WHAT YOU NEED TO DO>
In the records below, locate the line containing "is infallible by"; output that line and every following line through the last, exactly.
Segment Open
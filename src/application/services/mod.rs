//! # Application Services
//!
//! Services that orchestrate domain logic and infrastructure.
//!
//! This module provides application-level services including:
//! - [`QuoteAggregationEngine`]: Validation, fan-out and ranking in one call
//! - [`FanOutCoordinator`]: Concurrent carrier dispatch with a shared deadline
//! - [`RankingStrategy`]: Strategies for ranking quotes

pub mod fan_out;
pub mod quote_aggregation;
pub mod ranking_strategy;

pub use fan_out::FanOutCoordinator;
pub use quote_aggregation::{AggregationConfig, AggregationResult, QuoteAggregationEngine};
pub use ranking_strategy::{
    CheapestFirst, FastestDelivery, RankedQuote, RankingKind, RankingStrategy, failures,
    flatten_quotes, rank, rank_with,
};
//! # Carrier Adapter Trait
//!
//! Port definition for carrier integrations.
//!
//! Each carrier gets one [`CarrierAdapter`] implementation (or one
//! configured instance of a shared implementation). Adding a carrier means
//! registering another adapter, never branching inside shared code.
//!
//! # Examples
//!
//! ```ignore
//! use ship_rates::infrastructure::carriers::traits::CarrierAdapter;
//!
//! struct MyCarrier { /* ... */ }
//!
//! #[async_trait::async_trait]
//! impl CarrierAdapter for MyCarrier {
//!     // ... implement required methods
//! }
//! ```

use crate::domain::entities::{CarrierOutcome, ResolvedShipment};
use crate::domain::value_objects::CarrierId;
use async_trait::async_trait;
use std::fmt;
use std::sync::Arc;
use tokio::time::Instant;

/// Interface every carrier integration implements.
///
/// # Error Handling
///
/// `quote` is infallible by signature: transport errors, non-2xx statuses,
/// deadline overruns and malformed payloads are all reported as
/// [`CarrierOutcome::Failure`]. Nothing escapes the adapter boundary.
///
/// # Cancellation
///
/// Implementations must stop waiting on the network once `deadline`
/// passes. The fan-out coordinator also aborts the task at the deadline,
/// so any work after an `.await` may never run.
#[async_trait]
pub trait CarrierAdapter: Send + Sync + fmt::Debug {
    /// Returns the carrier this adapter rates for.
    fn carrier_id(&self) -> &CarrierId;

    /// Requests rates for `shipment`, giving up at `deadline`.
    async fn quote(&self, shipment: &ResolvedShipment, deadline: Instant) -> CarrierOutcome;
}

/// Lookup of configured adapters by carrier.
pub trait AdapterRegistry: Send + Sync + fmt::Debug {
    /// Returns the adapter for `carrier_id`, if one is registered.
    fn get(&self, carrier_id: &CarrierId) -> Option<Arc<dyn CarrierAdapter>>;
}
Segment Closed
EXERCISE RESULT>
/// `quote` is infallible by signature: transport errors, non-2xx statuses,
/// deadline overruns and malformed payloads are all reported as
/// [`CarrierOutcome::Failure`]. Nothing escapes the adapter boundary.
///
/// # Cancellation
///
/// Implementations must stop waiting on the network once `deadline`
/// passes. The fan-out coordinator also aborts the task at the deadline,
/// so any work after an `.await` may never run.
#[async_trait]
pub trait CarrierAdapter: Send + Sync + fmt::Debug {
    /// Returns the carrier this adapter rates for.
    fn carrier_id(&self) -> &CarrierId;

    /// Requests rates for `shipment`, giving up at `deadline`.
    async fn quote(&self, shipment: &ResolvedShipment, deadline: Instant) -> CarrierOutcome;
}

/// Lookup of configured adapters by carrier.
pub trait AdapterRegistry: Send + Sync + fmt::Debug {
    /// Returns the adapter for `carrier_id`, if one is registered.
    fn get(&self, carrier_id: &CarrierId) -> Option<Arc<dyn CarrierAdapter>>;
}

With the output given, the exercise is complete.